40% des enfants bruxellois sont en état "de déprivation": de quoi s'agit-il?

Le petit Bruxellois pauvre vit comme les pauvres de Pologne ou de Roumanie
Le petit Bruxellois pauvre vit comme les pauvres de Pologne ou de Roumanie - © SISKA GREMMELPREZ - BELGA

La Belgique est un pays riche… qui compte beaucoup d’enfants pauvres. La Fondation Roi Baudouin et les CPAS wallons tentent d’y remédier. Mais avant d’agir, il faut partir d’un constat fiable. Et celui qui vient d’être tiré interpelle.

A Vilnius ou Varsovie comme à Bruxelles

L’état de déprivation des petits Bruxellois est comparable à celui des enfants pauvres de Pologne ou de Roumanie et celui des petits Wallons est similaire à ce qu’on connaît en Lituanie. C’est le constat auquel aboutit l'étude de Frank Vandenbroucke et Anne-Catherine Guio. L’état de déprivation, c’est lorsqu’on répond "non" à des questions comme: l’enfant vit-il dans un logement bien chauffé, peut-il participer aux excursions scolaires, inviter des amis à la maison… Il concerne 25% des Wallons et 40% des Bruxellois.

CPAS à la rescousse ?

Pour répondre à cette situation, les CPAS sont en première ligne.

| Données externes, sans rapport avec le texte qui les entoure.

//! HTTP transport abstraction for testability.
//!
//! The engine only ever needs two things from the network: the whole body of
//! a (small) index document, and a streaming reader over a (large) resource
//! file. Both go through [`Transport`] so tests can substitute an in-memory
//! implementation.

use std::io::Read;
use std::time::Duration;

use thiserror::Error;

/// Default timeout for HTTP requests in seconds.
pub const DEFAULT_TIMEOUT_SECS: u64 = 60;

/// Errors raised by a [`Transport`].
#[derive(Debug, Error, Clone, PartialEq, Eq)]
pub enum TransportError {
    /// The HTTP client could not be constructed.
    #[error("failed to create HTTP client: {0}")]
    Client(String),

    /// The request could not be sent or the body could not be read.
    #[error("request to {url} failed: {reason}")]
    Request { url: String, reason: String },

    /// The server answered with a non-success status.
    #[error("HTTP {status} from {url}")]
    Status { url: String, status: u16 },

    /// The request timed out.
    #[error("request to {url} timed out after {timeout_secs}s")]
    Timeout { url: String, timeout_secs: u64 },
}

impl TransportError {
    /// The URL the failing request was made against, if known.
    pub fn url(&self) -> Option<&str> {
        match self {
            Self::Client(_) => None,
            Self::Request { url, .. } | Self::Status { url, .. } | Self::Timeout { url, .. } => {
                Some(url)
            }
        }
    }
}

/// Streaming response body.
pub type BodyReader = Box<dyn Read + Send>;

/// Trait for network operations used by the engine.
pub trait Transport {
    /// Performs a GET request and returns the full response body.
    fn fetch(&self, url: &str) -> Result<Vec<u8>, TransportError>;

    /// Performs a GET request and returns a reader over the response body.
    fn open(&self, url: &str) -> Result<BodyReader, TransportError>;
}

impl<T: Transport + ?Sized> Transport for &T {
    fn fetch(&self, url: &str) -> Result<Vec<u8>, TransportError> {
        (**self).fetch(url)
    }

    fn open(&self, url: &str) -> Result<BodyReader, TransportError> {
        (**self).open(url)
    }
}

/// Real transport implementation using blocking reqwest.
#[derive(Debug, Clone)]
pub struct ReqwestTransport {
    client: reqwest::blocking::Client,
    timeout: Duration,
}

impl ReqwestTransport {
    /// Creates a transport with the default timeout.
    pub fn new() -> Result<Self, TransportError> {
        Self::with_timeout(Duration::from_secs(DEFAULT_TIMEOUT_SECS))
    }

    /// Creates a transport with a custom timeout.
    pub fn with_timeout(timeout: Duration) -> Result<Self, TransportError> {
        let client = reqwest::blocking::Client::builder()
            .timeout(timeout)
            .build()
            .map_err(|e| TransportError::Client(e.to_string()))?;

        Ok(Self { client, timeout })
    }

    fn send(&self, url: &str) -> Result<reqwest::blocking::Response, TransportError> {
        let response = self.client.get(url).send().map_err(|e| {
            if e.is_timeout() {
                TransportError::Timeout {
                    url: url.to_string(),
                    timeout_secs: self.timeout.as_secs(),
                }
            } else {
                TransportError::Request {
                    url: url.to_string(),
                    reason: e.to_string(),
                }
            }
        })?;

        if !response.status().is_success() {
            return Err(TransportError::Status {
                url: url.to_string(),
                status: response.status().as_u16(),
            });
        }

        Ok(response)
    }
}

impl Transport for ReqwestTransport {
    fn fetch(&self, url: &str) -> Result<Vec<u8>, TransportError> {
        self.send(url)?
            .bytes()
            .map(|b| b.to_vec())
            .map_err(|e| TransportError::Request {
                url: url.to_string(),
                reason: format!("failed to read response: {}", e),
            })
    }

    fn open(&self, url: &str) -> Result<BodyReader, TransportError> {
        Ok(Box::new(self.send(url)?))
    }
}

#[cfg(test)]
pub mod tests {
    use super::*;
    use std::cell::RefCell;
    use std::collections::HashMap;
    use std::io::{self, Cursor};

    /// In-memory transport serving canned bodies by URL.
    #[derive(Default)]
    pub struct MockTransport {
        bodies: HashMap<String, Vec<u8>>,
        /// URLs whose body fails after the given number of bytes.
        truncated: HashMap<String, usize>,
        requests: RefCell<Vec<String>>,
    }

    impl MockTransport {
        pub fn new() -> Self {
            Self::default()
        }

        pub fn serve(mut self, url: &str, body: impl Into<Vec<u8>>) -> Self {
            self.bodies.insert(url.to_string(), body.into());
            self
        }

        pub fn fail_after(mut self, url: &str, bytes: usize) -> Self {
            self.truncated.insert(url.to_string(), bytes);
            self
        }

        pub fn requests(&self) -> Vec<String> {
            self.requests.borrow().clone()
        }

        pub fn request_count(&self, url: &str) -> usize {
            self.requests.borrow().iter().filter(|u| *u == url).count()
        }
    }

    /// Reader that yields some bytes and then an I/O error.
    struct BrokenReader {
        inner: Cursor<Vec<u8>>,
    }

    impl Read for BrokenReader {
        fn read(&mut self, buf: &mut [u8]) -> io::Result<usize> {
            match self.inner.read(buf)? {
                0 => Err(io::Error::new(
                    io::ErrorKind::ConnectionReset,
                    "connection reset by peer",
                )),
                n => Ok(n),
            }
        }
    }

    impl Transport for MockTransport {
        fn fetch(&self, url: &str) -> Result<Vec<u8>, TransportError> {
            self.requests.borrow_mut().push(url.to_string());
            self.bodies
                .get(url)
                .cloned()
                .ok_or_else(|| TransportError::Status {
                    url: url.to_string(),
                    status: 404,
                })
        }

        fn open(&self, url: &str) -> Result<BodyReader, TransportError> {
            let body = self.fetch(url)?;
            match self.truncated.get(url) {
                Some(&n) => Ok(Box::new(BrokenReader {
                    inner: Cursor::new(body[..n.min(body.len())].to_vec()),
                })),
                None => Ok(Box::new(Cursor::new(body))),
            }
        }
    }

    #[test]
    fn test_mock_transport_serves_body() {
        let mock = MockTransport::new().serve("http://example.com/a", b"abc".to_vec());

        assert_eq!(mock.fetch("http://example.com/a").unwrap(), b"abc");
        assert_eq!(mock.request_count("http://example.com/a"), 1);
    }

    #[test]
    fn test_mock_transport_missing_is_404() {
        let mock = MockTransport::new();
        let err = mock.fetch("http://example.com/missing").unwrap_err();
        assert_eq!(
            err,
            TransportError::Status {
                url: "http://example.com/missing".to_string(),
                status: 404
            }
        );
    }

    #[test]
    fn test_mock_transport_truncated_stream_errors() {
        let mock = MockTransport::new()
            .serve("http://example.com/big", vec![7u8; 100])
            .fail_after("http://example.com/big", 10);

        let mut reader = mock.open("http://example.com/big").unwrap();
        let mut buf = Vec::new();
        let err = reader.read_to_end(&mut buf).unwrap_err();
        assert_eq!(err.kind(), io::ErrorKind::ConnectionReset);
        assert_eq!(buf.len(), 10);
    }

    #[test]
    fn test_transport_error_url() {
        let err = TransportError::Timeout {
            url: "http://x".to_string(),
            timeout_secs: 5,
        };
        assert_eq!(err.url(), Some("http://x"));
        assert_eq!(TransportError::Client("boom".into()).url(), None);
    }

    #[test]
    fn test_reqwest_transport_builds() {
        let transport = ReqwestTransport::with_timeout(Duration::from_secs(5)).unwrap();
        assert_eq!(transport.timeout, Duration::from_secs(5));
    }
}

Au cours d’un colloque mené ce lundi à Namur, ils ont partagé leurs expériences, leurs solutions. Et la solution ne tient pas qu'au revenu d’intégration, explique Natacha Verstraeten. Elle préside le CPAS de Chaumont Gistoux. Elle insiste sur d’autres possibilités: gratuité des cantines scolaires ou de l’enseignement artistique, création de crèches accessibles aussi à des familles défavorisées. Elle met également en avant les initiatives privées de donneries scolaires qui privilégient le réemploi et l’écologie sans stigmatiser les moins nantis.

Savoir skier...

Sans doute, faut-il aussi revoir des pratiques contestables, renchérit Anne-Catherine Guio. Par exemple, la compétence "savoir skier" est-elle indispensable pour les petits Wallons d’autant qu’elle explose les frais de ménages sur la corde raide? Or, beaucoup de communes organisent toujours ces voyages. Bref, il ne faut pas seulement des aides ponctuelles mais une réflexion globale sur l’allocation des moyens.
Il est d'ailleurs troublant, relève l'étude de Frank Vandenbroucke et Anne-Catherine Guio, qu'aucun de nos voisins européens ne connaisse une situation aussi préoccupante.